The full array of the database is stored in memory. This method provides very quick access to your data thanks to the amazing performance provided by LiveCode. 

This might get a little long. I am happy to take this off list for more details. I will try to be as succinct as possible.

-A little more explanation on storing data-
Each record is stored in array that looks like this: tableID/clusterID/recordID/recordData…
When a given record/s is updated, we cache the recordIDs that were touched. All data is updated first in memory then cached to disk. We then refer to the cached records and conclude which clusterIDs we affected. Thus, you can very quickly save only the clusters that have been modified. Each cluster will have one or more records associated with it. The clusters are the first ’n’ characters of the recordIDs. We use UUIDs as recordIDs. The cluster sizes are definable, giving us the power to decide where to apply the optimization. Clusters of only one or two characters will generate less clusters to be stored. This makes loading of tables from disk to RAM very fast. A cluster of 3 chars or more allows for less records per cluster thus improving saving from RAM to disk to be faster.

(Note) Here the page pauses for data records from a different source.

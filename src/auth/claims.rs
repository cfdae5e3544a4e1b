//! Token claims.
//!
//! Canonical wire names for the tenant claims are `workspace_id` and
//! `actor_id`. Older issuers send `workspaceId` / `actorId`; both spellings
//! decode to the same field. A payload carrying both spellings of one field
//! is rejected as malformed.

use std::collections::BTreeSet;

use chrono::{DateTime, Utc};
use serde::{Deserialize, Serialize};

use super::error::AuthError;

/// Identity claims extracted from a verified token.
///
/// A `Claims` value only exists after validation, and its `workspace_id` and
/// `actor_id` are never empty.
#[derive(Debug, Clone, PartialEq, Eq, Serialize)]
pub struct Claims {
    /// Tenant the actor belongs to.
    pub workspace_id: String,
    /// Acting user.
    pub actor_id: String,
    /// `iss`
    pub issuer: String,
    /// `aud`, normalized to a set.
    pub audience: BTreeSet<String>,
    /// `exp`
    pub expires_at: DateTime<Utc>,
    /// `iat`, when the issuer sends it.
    #[serde(skip_serializing_if = "Option::is_none")]
    pub issued_at: Option<DateTime<Utc>>,
}

/// `aud` is either a single string or an array of strings.
#[derive(Debug, Clone, Deserialize)]
#[serde(untagged)]
pub(crate) enum Audience {
    One(String),
    Many(Vec<String>),
}

/// Payload as it appears on the wire, before any checks.
#[derive(Debug, Clone, Deserialize)]
pub(crate) struct WireClaims {
    #[serde(default)]
    iss: Option<String>,
    #[serde(default)]
    aud: Option<Audience>,
    #[serde(default)]
    exp: Option<i64>,
    #[serde(default)]
    iat: Option<i64>,
    #[serde(default, alias = "workspaceId")]
    workspace_id: Option<String>,
    #[serde(default, alias = "actorId")]
    actor_id: Option<String>,
}

impl WireClaims {
    /// The `exp` claim as a timestamp.
    pub(crate) fn expires_at(&self) -> Result<DateTime<Utc>, AuthError> {
        let exp = self
            .exp
            .ok_or_else(|| AuthError::ClaimsInvalid("missing exp".into()))?;
        DateTime::from_timestamp(exp, 0)
            .ok_or_else(|| AuthError::ClaimsInvalid("exp out of range".into()))
    }

    /// Check the mandatory tenant claims and build [`Claims`].
    pub(crate) fn into_claims(self) -> Result<Claims, AuthError> {
        let expires_at = self.expires_at()?;
        let workspace_id = non_blank(self.workspace_id, "workspace_id")?;
        let actor_id = non_blank(self.actor_id, "actor_id")?;

        let audience = match self.aud {
            Some(Audience::One(aud)) => BTreeSet::from([aud]),
            Some(Audience::Many(auds)) => auds.into_iter().collect(),
            None => BTreeSet::new(),
        };

        Ok(Claims {
            workspace_id,
            actor_id,
            issuer: self.iss.unwrap_or_default(),
            audience,
            expires_at,
            issued_at: self.iat.and_then(|iat| DateTime::from_timestamp(iat, 0)),
        })
    }
}

fn non_blank(value: Option<String>, claim: &str) -> Result<String, AuthError> {
    match value {
        Some(v) if !v.trim().is_empty() => Ok(v),
        _ => Err(AuthError::ClaimsInvalid(format!("missing {claim}"))),
    }
}

#[cfg(test)]
mod tests {
    use pretty_assertions::assert_eq;
    use serde_json::json;

    use super::*;

    fn wire(value: serde_json::Value) -> Result<WireClaims, serde_json::Error> {
        serde_json::from_value(value)
    }

    #[test]
    fn snake_case_claims_decode() {
        let claims = wire(json!({
            "iss": "acme-crm",
            "aud": "gateway-a",
            "exp": 1_700_000_000,
            "iat": 1_699_999_000,
            "workspace_id": "ws_1",
            "actor_id": "usr_1",
        }))
        .unwrap()
        .into_claims()
        .unwrap();

        assert_eq!(claims.workspace_id, "ws_1");
        assert_eq!(claims.actor_id, "usr_1");
        assert_eq!(claims.issuer, "acme-crm");
        assert_eq!(claims.audience, BTreeSet::from(["gateway-a".to_string()]));
        assert_eq!(claims.expires_at.timestamp(), 1_700_000_000);
        assert_eq!(claims.issued_at.map(|t| t.timestamp()), Some(1_699_999_000));
    }

    #[test]
    fn camel_case_aliases_decode() {
        let claims = wire(json!({
            "iss": "acme-crm",
            "aud": ["a", "b"],
            "exp": 1_700_000_000,
            "workspaceId": "ws_1",
            "actorId": "usr_1",
        }))
        .unwrap()
        .into_claims()
        .unwrap();

        assert_eq!(claims.workspace_id, "ws_1");
        assert_eq!(claims.actor_id, "usr_1");
        assert_eq!(claims.audience.len(), 2);
        assert!(claims.issued_at.is_none());
    }

    #[test]
    fn both_spellings_of_one_claim_are_rejected() {
        let result = wire(json!({
            "exp": 1_700_000_000,
            "workspace_id": "ws_1",
            "workspaceId": "ws_2",
            "actor_id": "usr_1",
        }));

        assert!(result.is_err());
    }

    #[test]
    fn missing_or_blank_tenant_claims_fail() {
        let missing_actor = wire(json!({"exp": 1_700_000_000, "workspace_id": "ws_1"}))
            .unwrap()
            .into_claims()
            .unwrap_err();
        assert_eq!(missing_actor, AuthError::ClaimsInvalid("missing actor_id".into()));

        let blank_workspace = wire(json!({
            "exp": 1_700_000_000,
            "workspace_id": "  ",
            "actor_id": "usr_1",
        }))
        .unwrap()
        .into_claims()
        .unwrap_err();
        assert_eq!(
            blank_workspace,
            AuthError::ClaimsInvalid("missing workspace_id".into())
        );
    }

    #[test]
    fn missing_exp_fails() {
        let err = wire(json!({"workspace_id": "ws_1", "actor_id": "usr_1"}))
            .unwrap()
            .into_claims()
            .unwrap_err();

        assert_eq!(err, AuthError::ClaimsInvalid("missing exp".into()));
    }
}
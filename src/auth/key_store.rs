//! Signing key material, indexed by issuer and key id.
//!
//! Keys are partitioned by [`AlgorithmFamily`]: symmetric issuers share an
//! HMAC secret, asymmetric issuers publish a PEM public key. The store is
//! filled during startup through `&mut self` loaders and then frozen behind
//! an `Arc`, so request handling only ever sees the read methods.

use std::collections::HashMap;
use std::fmt;

use jsonwebtoken::{Algorithm, DecodingKey};
use serde::{Deserialize, Serialize};
use thiserror::Error;
use tracing::debug;

/// Cryptographic family an issuer signs with.
#[derive(Debug, Clone, Copy, PartialEq, Eq, Hash, Serialize, Deserialize)]
#[serde(rename_all = "lowercase")]
pub enum AlgorithmFamily {
    /// Shared secret, HMAC (`HS256`, `HS384`, `HS512`).
    Symmetric,
    /// Public key (RSA, EC or Ed25519).
    Asymmetric,
}

impl fmt::Display for AlgorithmFamily {
    fn fmt(&self, f: &mut fmt::Formatter<'_>) -> fmt::Result {
        match self {
            Self::Symmetric => f.write_str("symmetric"),
            Self::Asymmetric => f.write_str("asymmetric"),
        }
    }
}

/// Kind of a parsed public key.
#[derive(Debug, Clone, Copy, PartialEq, Eq)]
pub enum PublicKeyKind {
    /// RSA (`RS*`, `PS*`)
    Rsa,
    /// NIST curve EC (`ES256`, `ES384`)
    Ec,
    /// Ed25519 (`EdDSA`)
    Ed,
}

impl PublicKeyKind {
    /// Whether a token signed with `alg` can be checked against this key kind.
    #[must_use]
    pub fn accepts(self, alg: Algorithm) -> bool {
        match self {
            Self::Rsa => matches!(
                alg,
                Algorithm::RS256
                    | Algorithm::RS384
                    | Algorithm::RS512
                    | Algorithm::PS256
                    | Algorithm::PS384
                    | Algorithm::PS512
            ),
            Self::Ec => matches!(alg, Algorithm::ES256 | Algorithm::ES384),
            Self::Ed => alg == Algorithm::EdDSA,
        }
    }
}

/// A parsed public key ready for signature verification.
#[derive(Clone)]
pub struct PublicKey {
    kind: PublicKeyKind,
    key: DecodingKey,
}

impl PublicKey {
    /// The key kind.
    #[must_use]
    pub fn kind(&self) -> PublicKeyKind {
        self.kind
    }

    /// The verification key.
    #[must_use]
    pub fn decoding_key(&self) -> &DecodingKey {
        &self.key
    }
}

impl fmt::Debug for PublicKey {
    fn fmt(&self, f: &mut fmt::Formatter<'_>) -> fmt::Result {
        f.debug_struct("PublicKey").field("kind", &self.kind).finish_non_exhaustive()
    }
}

/// Key loading failures. Fatal at startup.
#[derive(Debug, Error)]
pub enum KeyStoreError {
    /// Material is not an RSA, EC or Ed25519 public key in PEM form.
    #[error("invalid public key for issuer '{issuer}' (kid '{key_id}'): {source}")]
    Parse {
        /// Issuer the key was loaded for.
        issuer: String,
        /// Key id the key was loaded under.
        key_id: String,
        /// Last parser error.
        #[source]
        source: jsonwebtoken::errors::Error,
    },

    /// Symmetric key with no secret; it would verify tokens signed with `""`.
    #[error("empty secret for issuer '{issuer}' (kid '{key_id}')")]
    EmptySecret {
        /// Issuer the key was loaded for.
        issuer: String,
        /// Key id the key was loaded under.
        key_id: String,
    },
}

/// Key material for every trusted issuer.
#[derive(Debug, Default)]
pub struct KeyStore {
    symmetric: HashMap<String, HashMap<String, Vec<u8>>>,
    asymmetric: HashMap<String, HashMap<String, PublicKey>>,
}

impl KeyStore {
    /// Create an empty store.
    #[must_use]
    pub fn new() -> Self {
        Self::default()
    }

    /// Register a shared secret. A later load for the same pair replaces it.
    pub fn load_symmetric_key(
        &mut self,
        issuer: &str,
        key_id: &str,
        secret: impl Into<Vec<u8>>,
    ) -> Result<(), KeyStoreError> {
        let secret = secret.into();
        if secret.is_empty() {
            return Err(KeyStoreError::EmptySecret {
                issuer: issuer.to_string(),
                key_id: key_id.to_string(),
            });
        }

        debug!(issuer = %issuer, kid = %key_id, "Loaded symmetric key");
        self.symmetric
            .entry(issuer.to_string())
            .or_default()
            .insert(key_id.to_string(), secret);
        Ok(())
    }

    /// Parse and register a PEM-encoded public key.
    ///
    /// Literal `\n` sequences (as left behind by env files and container
    /// orchestrators) are turned back into line breaks before parsing.
    pub fn load_asymmetric_key(
        &mut self,
        issuer: &str,
        key_id: &str,
        public_key_pem: &str,
    ) -> Result<(), KeyStoreError> {
        let pem = normalize_pem(public_key_pem);
        let key = parse_public_key(pem.as_bytes()).map_err(|source| KeyStoreError::Parse {
            issuer: issuer.to_string(),
            key_id: key_id.to_string(),
            source,
        })?;

        debug!(issuer = %issuer, kid = %key_id, kind = ?key.kind, "Loaded public key");
        self.asymmetric
            .entry(issuer.to_string())
            .or_default()
            .insert(key_id.to_string(), key);
        Ok(())
    }

    /// Look up a shared secret.
    #[must_use]
    pub fn symmetric_key(&self, issuer: &str, key_id: &str) -> Option<&[u8]> {
        self.symmetric
            .get(issuer)
            .and_then(|keys| keys.get(key_id))
            .map(Vec::as_slice)
    }

    /// Look up a public key.
    #[must_use]
    pub fn asymmetric_key(&self, issuer: &str, key_id: &str) -> Option<&PublicKey> {
        self.asymmetric.get(issuer).and_then(|keys| keys.get(key_id))
    }

    /// Number of registered keys across both families.
    #[must_use]
    pub fn len(&self) -> usize {
        self.symmetric.values().map(HashMap::len).sum::<usize>()
            + self.asymmetric.values().map(HashMap::len).sum::<usize>()
    }

    /// `true` when no key has been loaded.
    #[must_use]
    pub fn is_empty(&self) -> bool {
        self.len() == 0
    }
}

fn normalize_pem(raw: &str) -> String {
    raw.trim()
        .replace("\\r\\n", "\n")
        .replace("\\n", "\n")
        .trim()
        .to_string()
}

fn parse_public_key(pem: &[u8]) -> Result<PublicKey, jsonwebtoken::errors::Error> {
    if let Ok(key) = DecodingKey::from_rsa_pem(pem) {
        return Ok(PublicKey {
            kind: PublicKeyKind::Rsa,
            key,
        });
    }
    if let Ok(key) = DecodingKey::from_ec_pem(pem) {
        return Ok(PublicKey {
            kind: PublicKeyKind::Ec,
            key,
        });
    }
    DecodingKey::from_ed_pem(pem).map(|key| PublicKey {
        kind: PublicKeyKind::Ed,
        key,
    })
}
//! Bearer credential resolution.
//!
//! Two independent trust pipelines turn a bearer credential into an
//! [`AuthContext`]:
//!
//! - **Signed tokens** from several issuers, verified by the [`KeyResolver`]
//!   with one [`TokenValidator`] per issuer over a shared [`KeyStore`].
//! - **Opaque service tokens**, looked up in the [`ServiceTokenStore`].
//!
//! # Composition
//!
//! ```text
//! AuthConfig
//!   -> KeyStore, ServiceTokenStore          (loaded once)
//!   -> Symmetric/AsymmetricValidator        (one per issuer, shares the KeyStore)
//!   -> KeyResolver                          (issuer -> validator, allow-lists)
//!   -> gateway::auth middleware             (holds resolver + service tokens)
//! ```
//!
//! Everything is built before the listener starts and is read-only afterwards.

pub mod claims;
pub mod context;
pub mod error;
pub mod key_store;
pub mod resolver;
pub mod service_token;
pub mod validator;

#[cfg(test)]
pub(crate) mod testutil;

use std::sync::Arc;

use tracing::{info, warn};

pub use claims::Claims;
pub use context::{ActorType, AuthContext, AuthMethod};
pub use error::{AuthError, FailureReason};
pub use key_store::{AlgorithmFamily, KeyStore, KeyStoreError, PublicKey, PublicKeyKind};
pub use resolver::{DEFAULT_KEY_ID, KeyResolver, KeyResolverBuilder};
pub use service_token::{DeclaredIdentity, HeaderError, ServiceTokenStore};
pub use validator::{AsymmetricValidator, SymmetricValidator, TokenValidator};

use crate::config::AuthConfig;

/// Load every configured signing key.
///
/// # Errors
///
/// Returns [`KeyStoreError`] for the first symmetric key whose secret is
/// missing or empty, or public key that fails to parse.
pub fn build_key_store(config: &AuthConfig) -> Result<KeyStore, KeyStoreError> {
    let mut store = KeyStore::new();

    for issuer in &config.issuers {
        for key in &issuer.keys {
            match issuer.algorithm {
                AlgorithmFamily::Symmetric => {
                    let secret = key.resolve_secret().unwrap_or_default();
                    store.load_symmetric_key(&issuer.issuer, &key.kid, secret)?;
                }
                AlgorithmFamily::Asymmetric => {
                    let pem = key.resolve_public_key().unwrap_or_default();
                    store.load_asymmetric_key(&issuer.issuer, &key.kid, &pem)?;
                }
            }
        }
    }

    info!(keys = store.len(), issuers = config.issuers.len(), "Loaded signing keys");
    Ok(store)
}

/// Build the resolver with one validator per configured issuer.
#[must_use]
pub fn build_resolver(config: &AuthConfig, keys: &Arc<KeyStore>) -> KeyResolver {
    let mut builder = KeyResolver::builder()
        .allowed_issuers(config.allowed_issuers.iter().cloned())
        .allowed_audiences(config.allowed_audiences.iter().cloned());

    for issuer in &config.issuers {
        builder = match issuer.algorithm {
            AlgorithmFamily::Symmetric => builder.register(SymmetricValidator::new(
                issuer.issuer.clone(),
                Arc::clone(keys),
                config.clock_skew,
            )),
            AlgorithmFamily::Asymmetric => builder.register(AsymmetricValidator::new(
                issuer.issuer.clone(),
                Arc::clone(keys),
                config.clock_skew,
            )),
        };
    }

    builder.build()
}

/// Register every configured service token.
#[must_use]
pub fn build_service_tokens(config: &AuthConfig) -> ServiceTokenStore {
    let mut store = ServiceTokenStore::new();

    for entry in &config.service_tokens {
        if !store.register_token(&entry.resolve_token(), &entry.client) {
            warn!(client = %entry.client, "Service token is empty, not registered");
        }
    }

    info!(tokens = store.len(), "Loaded service tokens");
    store
}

The pseudo code for this might looks like this:
-receive request for update in your API
-store the changes to your master array in RAM
-remember the recordIDs touched in a variable
-calculate the clusters touched by taking the first ’n’ characters of the records touched and make a new list of the clusters you need to write to disk
-write appropriate clusters to disk
-return the results of the action (any errors, recordIDs…)

You will find this method to be very performant and easy to manage. This is not particularly complicated to write. Once you get it all working you might add other niceties like:
-error checking the input before storing anything
-store metadata on each updated record: recordVersion, recordTime, updateTime
-add security using ‘encrypt’
-build simple APIs to do your CRUD first
-add other APIs as needed to make accessing your data easier

Here is an example API for storing data that you may find useful when making your own system.

-Input (array)-
put “Steve” into tInputA[“firstName”]
put “Jobs” into tInputA[“lastName”]
put “rolodex” into tInputA[“cdbTableName”]
put “local” into tInputA[“cdbTarget”] —We would use ‘cloud’ when we want to store offsite.

Your system might verify that the keys ‘firstName' and ‘lastName' are actual keys. This is very SQL in terms of error checking. Or, do not check the keys and feel more noSQL in nature.

From here we take the array and pass it to a function. 
put cdb_create(tInputA) into tRecordID —returns the unique UUID representing the recordID

The ‘cdb_create()’ function basically runs the pseudo code proposed above. And voilà, you have your first record stored.

I hope this gives you some ideas. We have successfully used this in enterprise level scenarios. We nightly interchange data with our customer's database. We have not run into any issues with IT in terms of the type of database we are using in our backend. I fully support your experimentation with arrays as a data store.  :)

If you are interested in seeing other APIs we have found useful, here is a running list. Look under the API dropdown for more ideas.
http://canelasoftware.github.io/cassiaDB_docs/ <http://canelasoftware.github.io/cassiaDB_docs/>

-Mark


> On Mar 9, 2018, at 2:07 AM, Lagi Pittas <iphonelagi at gmail.com> wrote:
> 
> HI Mark,
> 
> I am intrigued by your way of saving only whats changed and also when
> you say save to disk after arrayencoded. Do you meanas a simple  save
> as a binfile or in an sqlite BLOB?
> 
> I would really like to see some exampleish code on saving to disk - if
> it's other than a single array in a single binfile - I think even I
> can do that. But your other ideas sound brilliant.